Nothing in the records may change. Print them all again.

Input records:

┌──

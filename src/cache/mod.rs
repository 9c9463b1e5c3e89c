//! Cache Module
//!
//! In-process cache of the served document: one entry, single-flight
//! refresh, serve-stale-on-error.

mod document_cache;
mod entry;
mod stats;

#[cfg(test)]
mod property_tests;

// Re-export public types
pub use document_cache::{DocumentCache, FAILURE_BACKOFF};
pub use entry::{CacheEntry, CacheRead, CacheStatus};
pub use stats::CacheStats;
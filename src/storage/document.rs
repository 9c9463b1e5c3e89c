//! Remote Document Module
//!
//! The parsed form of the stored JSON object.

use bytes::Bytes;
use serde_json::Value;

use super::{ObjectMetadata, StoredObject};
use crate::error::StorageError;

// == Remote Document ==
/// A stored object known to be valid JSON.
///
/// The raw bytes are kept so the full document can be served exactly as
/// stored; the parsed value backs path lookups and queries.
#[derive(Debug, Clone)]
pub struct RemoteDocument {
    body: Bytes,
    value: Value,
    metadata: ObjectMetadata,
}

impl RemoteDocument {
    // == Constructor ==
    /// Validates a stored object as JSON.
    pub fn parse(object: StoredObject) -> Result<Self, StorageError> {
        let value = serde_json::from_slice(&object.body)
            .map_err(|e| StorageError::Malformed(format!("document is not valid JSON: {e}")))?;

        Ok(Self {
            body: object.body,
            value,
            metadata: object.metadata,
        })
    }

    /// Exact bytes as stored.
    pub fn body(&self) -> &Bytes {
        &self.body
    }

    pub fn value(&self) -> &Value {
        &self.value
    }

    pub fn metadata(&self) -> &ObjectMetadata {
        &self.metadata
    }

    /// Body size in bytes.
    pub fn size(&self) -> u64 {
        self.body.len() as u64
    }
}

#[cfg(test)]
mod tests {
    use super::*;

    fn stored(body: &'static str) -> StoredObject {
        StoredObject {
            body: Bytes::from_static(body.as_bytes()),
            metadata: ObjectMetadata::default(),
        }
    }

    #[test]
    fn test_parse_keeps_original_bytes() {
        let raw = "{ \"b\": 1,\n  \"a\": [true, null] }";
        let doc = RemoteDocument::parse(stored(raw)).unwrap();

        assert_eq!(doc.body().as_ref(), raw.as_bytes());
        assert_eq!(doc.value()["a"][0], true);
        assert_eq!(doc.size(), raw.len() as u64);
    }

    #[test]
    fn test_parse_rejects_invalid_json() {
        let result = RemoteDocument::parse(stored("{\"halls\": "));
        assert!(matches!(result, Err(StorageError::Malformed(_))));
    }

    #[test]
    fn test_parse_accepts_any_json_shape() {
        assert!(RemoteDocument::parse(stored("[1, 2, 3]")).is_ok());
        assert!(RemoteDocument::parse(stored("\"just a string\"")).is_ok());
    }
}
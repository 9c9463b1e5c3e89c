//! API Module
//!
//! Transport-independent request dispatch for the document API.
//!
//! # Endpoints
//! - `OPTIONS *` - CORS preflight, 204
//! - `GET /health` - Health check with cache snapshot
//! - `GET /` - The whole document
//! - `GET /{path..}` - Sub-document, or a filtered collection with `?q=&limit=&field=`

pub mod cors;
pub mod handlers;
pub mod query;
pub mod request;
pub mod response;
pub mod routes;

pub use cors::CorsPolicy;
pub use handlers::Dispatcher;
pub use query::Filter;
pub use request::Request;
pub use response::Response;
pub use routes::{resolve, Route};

└──

Task solution:
filename src/cache/mod.rs
repository 9c9463b1e5c3e89c
//! Cache Module
//!
//! In-process cache of the served document: one entry, single-flight
//! refresh, serve-stale-on-error.

mod document_cache;
mod entry;
mod stats;

#[cfg(test)]
mod property_tests;

// Re-export public types
pub use document_cache::{DocumentCache, FAILURE_BACKOFF};
pub use entry::{CacheEntry, CacheRead, CacheStatus};
pub use stats::CacheStats;
filename src/storage/document.rs
repository 9c9463b1e5c3e89c
//! Remote Document Module
//!
//! The parsed form of the stored JSON object.

use bytes::Bytes;
use serde_json::Value;

use super::{ObjectMetadata, StoredObject};
use crate::error::StorageError;

// == Remote Document ==
/// A stored object known to be valid JSON.
///
/// The raw bytes are kept so the full document can be served exactly as
/// stored; the parsed value backs path lookups and queries.
#[derive(Debug, Clone)]
pub struct RemoteDocument {
    body: Bytes,
    value: Value,
    metadata: ObjectMetadata,
}

impl RemoteDocument {
    // == Constructor ==
    /// Validates a stored object as JSON.
    pub fn parse(object: StoredObject) -> Result<Self, StorageError> {
        let value = serde_json::from_slice(&object.body)
            .map_err(|e| StorageError::Malformed(format!("document is not valid JSON: {e}")))?;

        Ok(Self {
            body: object.body,
            value,
            metadata: object.metadata,
        })
    }

    /// Exact bytes as stored.
    pub fn body(&self) -> &Bytes {
        &self.body
    }

    pub fn value(&self) -> &Value {
        &self.value
    }

    pub fn metadata(&self) -> &ObjectMetadata {
        &self.metadata
    }

    /// Body size in bytes.
    pub fn size(&self) -> u64 {
        self.body.len() as u64
    }
}

#[cfg(test)]
mod tests {
    use super::*;

    fn stored(body: &'static str) -> StoredObject {
        StoredObject {
            body: Bytes::from_static(body.as_bytes()),
            metadata: ObjectMetadata::default(),
        }
    }

    #[test]
    fn test_parse_keeps_original_bytes() {
        let raw = "{ \"b\": 1,\n  \"a\": [true, null] }";
        let doc = RemoteDocument::parse(stored(raw)).unwrap();

        assert_eq!(doc.body().as_ref(), raw.as_bytes());
        assert_eq!(doc.value()["a"][0], true);
        assert_eq!(doc.size(), raw.len() as u64);
    }

    #[test]
    fn test_parse_rejects_invalid_json() {
        let result = RemoteDocument::parse(stored("{\"halls\": "));
        assert!(matches!(result, Err(StorageError::Malformed(_))));
    }

    #[test]
    fn test_parse_accepts_any_json_shape() {
        assert!(RemoteDocument::parse(stored("[1, 2, 3]")).is_ok());
        assert!(RemoteDocument::parse(stored("\"just a string\"")).is_ok());
    }
}
repository 9c9463b1e5c3e89c
//! API Module
//!
//! Transport-independent request dispatch for the document API.
//!
//! # Endpoints
//! - `OPTIONS *` - CORS preflight, 204
//! - `GET /health` - Health check with cache snapshot
//! - `GET /` - The whole document
//! - `GET /{path..}` - Sub-document, or a filtered collection with `?q=&limit=&field=`

pub mod cors;
pub mod handlers;
pub mod query;
pub mod request;
pub mod response;
pub mod routes;

pub use cors::CorsPolicy;
pub use handlers::Dispatcher;
pub use query::Filter;
pub use request::Request;
pub use response::Response;
pub use routes::{resolve, Route};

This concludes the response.